Sin embargo, el problema aparece cuando las estadísticas oficiales chocan con lo que sucede en municipios donde, según denuncias de ciudadanos, transportistas, comerciantes y empresarios, el miedo se ha convertido en mecanismo de supervivencia.

 

En algunas zonas, la gente no denuncia. No porque el delito no exista. No denuncia porque tiene miedo.

 

Paga. Se calla. Cierra su negocio. Cambia de ruta. Deja de trabajar de noche. Y aprende a convivir con el delincuente porque siente que la autoridad no puede o no quiere protegerla.

 

Ese fenómeno puede producir una aparente disminución de las denuncias, pero no necesariamente significa que haya desaparecido el delito.

 

Puede significar algo mucho más grave: que la ciudadanía dejó de confiar en las instituciones.
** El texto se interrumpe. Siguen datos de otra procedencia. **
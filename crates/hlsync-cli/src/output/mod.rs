//! Terminal output formatting and utilities.
//!
//! User-facing progress goes through the `OutputHandler` so every
//! command formats messages the same way; diagnostics for operators go
//! through `tracing` instead.

pub mod colors;
pub mod errors;

pub use errors::ErrorFormatter;

use colors::{Color, ColorSupport};

/// Output handler for consistent terminal formatting
pub struct OutputHandler {
    colors: ColorSupport,
}

impl OutputHandler {
    /// Create a new output handler
    pub fn new() -> Self {
        Self {
            colors: ColorSupport::detect(),
        }
    }

    /// Print an info message
    pub fn info(&self, message: &str) {
        println!("{}", self.colors.paint(Color::Dim, message));
    }

    /// Print a success message
    pub fn success(&self, message: &str) {
        println!("{} {}", self.colors.paint(Color::Green, "✓"), message);
    }

    /// Print a warning message
    pub fn warn(&self, message: &str) {
        println!("{} {}", self.colors.paint(Color::Yellow, "⚠"), message);
    }

    /// Print an error message
    pub fn error(&self, message: &str) {
        eprintln!("{} {}", self.colors.paint(Color::Red, "✗"), message);
    }

    /// Print a step message with emoji
    pub fn step(&self, emoji: &str, message: &str) {
        println!("{} {}", emoji, message);
    }
}

impl Default for OutputHandler {
    fn default() -> Self {
        Self::new()
    }
}
//! Sync entry type.
//!
//! One `SyncEntry` describes a single top-level child of the source
//! directory. Entries are constructed fresh per run from one directory
//! listing snapshot and are never re-read mid-pass.

use std::path::{Path, PathBuf};

/// One top-level child of the source directory being mirrored
#[derive(Debug, Clone, PartialEq, Eq)]
pub struct SyncEntry {
    /// Bare file or directory name (no path separators)
    pub name: String,
    /// Full path of the entry inside the source
    pub source_path: PathBuf,
    /// Full path the entry maps to inside the destination
    pub dest_path: PathBuf,
    /// Whether the source entry is a directory, queried at decision time
    pub is_directory: bool,
}

impl SyncEntry {
    /// Build the entry for `name` under the given source and destination roots
    pub fn new(name: String, source_root: &Path, dest_root: &Path) -> Self {
        let source_path = source_root.join(&name);
        let dest_path = dest_root.join(&name);
        let is_directory = source_path.is_dir();

        Self {
            name,
            source_path,
            dest_path,
            is_directory,
        }
    }
}

#[cfg(test)]
mod tests {
    use super::*;
    use std::fs;

    #[test]
    fn test_entry_paths() {
        let entry = SyncEntry::new(
            "lib".to_string(),
            Path::new("/src"),
            Path::new("/dst"),
        );
        assert_eq!(entry.source_path, PathBuf::from("/src/lib"));
        assert_eq!(entry.dest_path, PathBuf::from("/dst/lib"));
    }

    #[test]
    fn test_entry_detects_directories() {
        let temp = tempfile::tempdir().unwrap();
        fs::create_dir(temp.path().join("subdir")).unwrap();
        fs::write(temp.path().join("file.txt"), "x").unwrap();

        let dir_entry = SyncEntry::new("subdir".to_string(), temp.path(), Path::new("/dst"));
        assert!(dir_entry.is_directory);

        let file_entry = SyncEntry::new("file.txt".to_string(), temp.path(), Path::new("/dst"));
        assert!(!file_entry.is_directory);

        let gone_entry = SyncEntry::new("missing".to_string(), temp.path(), Path::new("/dst"));
        assert!(!gone_entry.is_directory);
    }
}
Y mientras las autoridades hablan de reducción de homicidios, en las calles del oriente mexiquense los transportistas hablan de cuotas, amenazas, unidades incendiadas y compañeros asesinados. Ahora hablan de una niña muerta.

 

ERANDI NO DEBIÓ MORIR

 

La tragedia de Erandi Daylin vuelve a colocar a Los Reyes La Paz frente a una realidad que ningún comunicado oficial puede esconder. Una menor de 10 años salió de casa para acompañar a su padre a trabajar.

 

No regresó. Su padre permanece gravemente herido. Su madre también resultó lesionada. Y cientos de trabajadores del transporte tuvieron que tomar las carreteras para exigir algo que debería ser elemental en cualquier sociedad: el derecho a trabajar sin pagarle tributo a la delincuencia y regresar vivos a casa.

 

Ahora corresponde a la FGJEM determinar quién disparó, quién ordenó el ataque, quién financia las extorsiones y quiénes dentro del gobierno local forman parte de la estructura criminal señalada por los transportistas.

 

Pero también corresponde a las autoridades municipales y estatales responder una pregunta que ya no puede ser evadida:

 

¿Quién protege a los trabajadores de Los Reyes La Paz cuando quienes deberían protegerlos parecen incapaces de hacerlo?

 

Porque si la respuesta es que los ciudadanos deben bloquear carreteras para ser escuchados, entonces el problema ya no es únicamente la inseguridad. Es el fracaso de la autoridad.

 

Y si después del asesinato de una niña de 10 años los extorsionadores siguen cobrando piso, entonces el mensaje para los delincuentes será devastadoramente claro:

 

en Los Reyes La Paz, la ley puede tener uniforme, oficina y presupuesto, pero el miedo sigue teniendo dueño.